Think back to when you were a kid. You could tell when your parents were not experiencing joy. How did that make you feel? Even if you were doing something you loved, if your parents weren't happy, then it didn't feel the same. On the other hand, when you knew that they felt joy in what they were doing with you (or doing for themselves), it made all the difference.
I was presenting and exhibiting at a conference a few years ago, and one of our sons, who was five at the time, was helping me in our booth. He and I were having a blast interacting with the people who stopped by. And then, with this huge grin on his face, he started telling people that I “owned this conference hall” we were standing in.
“Yeah, my dad owns this place!” he declared.
I had to laugh. While I clearly never said that I owned the place, maybe I was acting like I did (gulp). It was fun to see him feeding off my excitement over what we were doing. I cherish those kinds of experiences together.

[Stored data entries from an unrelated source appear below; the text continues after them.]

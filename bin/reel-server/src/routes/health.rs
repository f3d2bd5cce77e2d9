use std::sync::Arc;

use axum::routing::get;
use axum::{Json, Router};
use serde::{Deserialize, Serialize};
use utoipa::{OpenApi, ToSchema};

use crate::state::AppState;

#[derive(OpenApi)]
#[openapi(paths(get_health), components(schemas(HealthStatus)))]
pub struct HealthApi;

#[derive(Debug, Clone, PartialEq, Eq, Serialize, Deserialize, ToSchema)]
pub struct HealthStatus {
    /// Always `"ok"` while the process is serving requests.
    pub status: String,
    /// reel-server crate version.
    pub version: String,
}

pub fn router() -> Router<Arc<AppState>> {
    Router::new().route("/health", get(get_health))
}

/// Liveness check for load balancers; needs no API key.
#[utoipa::path(
    get,
    path = "/health",
    tag = "health",
    responses((status = 200, description = "Server is up", body = HealthStatus))
)]
pub async fn get_health() -> Json<HealthStatus> {
    Json(HealthStatus {
        status: "ok".to_owned(),
        version: env!("CARGO_PKG_VERSION").to_owned(),
    })
}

And finally, people need a purpose. We need to feel that what we are doing matters and has meaning. This is especially true for those in the younger generations. We’ll discuss this again in the next chapter, but for now, let’s just say that purpose is a worthwhile goal, yet for many, it is an abstract concept. It is elusive. Some people have trouble figuring out what their Big Picture Purpose is. I think that’s because we often encourage or expect young people to find it too early. When you're a kid, the only things you can see are the bright shiny objects—like becoming an astronaut, a YouTuber, a pro athlete, or a billionaire like Mark Cuban or Oprah Winfrey. But what they don’t understand is that Cuban and Winfrey are billionaires because they actually know things and do things and are excited about them. They learned and did a lot of small stuff in order to build up to the big.
So rather than promoting the idea of discovering their macro purpose, perhaps we ought to guide our children toward solving smaller problems that help them develop character, growth, and joy. Those small sandboxes they play in—building a city out of blocks, planting a garden, fixing a lawnmower, singing a song, changing a tire, getting that first car up and running— are the micro-purposes that lead to macro-purpose and lifelong satisfaction. Approaching it the other way around is putting the cart before the horse. We want that cart, of course, but first, we must practice the modalities by which we're going to discover it. That requires character, a mindset of growth and joy.

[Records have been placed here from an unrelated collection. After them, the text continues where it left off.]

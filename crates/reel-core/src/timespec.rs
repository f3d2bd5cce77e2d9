//! Clock-style time offsets (`"90"`, `"1:30"`, `"1:02:03"`) used for cut
//! ranges and live capture durations.

use serde::{Deserialize, Serialize};
use utoipa::ToSchema;

/// A time value as clients send it: either plain seconds or a clock string.
#[derive(Debug, Clone, PartialEq, Serialize, Deserialize, ToSchema)]
#[serde(untagged)]
pub enum TimeValue {
    Seconds(f64),
    Clock(String),
}

impl TimeValue {
    /// Normalised text form, as persisted in the task record.
    pub fn into_text(self) -> String {
        match self {
            TimeValue::Seconds(s) => format_seconds(s),
            TimeValue::Clock(c) => c,
        }
    }
}

/// Parse a time value into seconds.
///
/// Colon-separated components are read right to left as seconds, minutes,
/// hours. Anything else (empty, more than three parts, non-numeric or
/// negative parts) yields `None`, meaning "no bound".
pub fn parse_time(input: &str) -> Option<f64> {
    let input = input.trim();
    if input.is_empty() {
        return None;
    }

    let parts: Vec<&str> = input.split(':').collect();
    if parts.len() > 3 {
        return None;
    }

    let mut total = 0.0;
    for (unit, part) in parts.iter().rev().enumerate() {
        let value: f64 = part.trim().parse().ok()?;
        if !value.is_finite() || value < 0.0 {
            return None;
        }
        total += value * 60f64.powi(unit as i32);
    }
    Some(total)
}

/// Render seconds without a trailing `.0` for whole values.
pub fn format_seconds(seconds: f64) -> String {
    if seconds.fract() == 0.0 && seconds.abs() < 1e15 {
        format!("{}", seconds as i64)
    } else {
        format!("{seconds}")
    }
}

Our role as parents is to create opportunities and structures for our children to equip themselves with character, growth, joy, and purpose. Every vocation, avocation, and profession is available to the joyful person with character, a purpose, and a commitment to lifelong growth. If you’ve ever been responsible for hiring or training people, you know that’s true. If you’re hiring and you come across a candidate who's joyful, has great character, a purpose, and a commitment to lifelong learning—but doesn’t have the right piece of paper—are you going to pass them by so you can hire the unpleasant person with the right piece of paper who seems likely to gossip and complain? Of course not. I’m not saying that certificates and degrees and courses of higher education aren't valuable, but they’re icing on the cake. First comes character, growth, joy, and purpose.
In today’s world, these four tools are like superpowers. They are so rare. Let’s do everything we can to change that.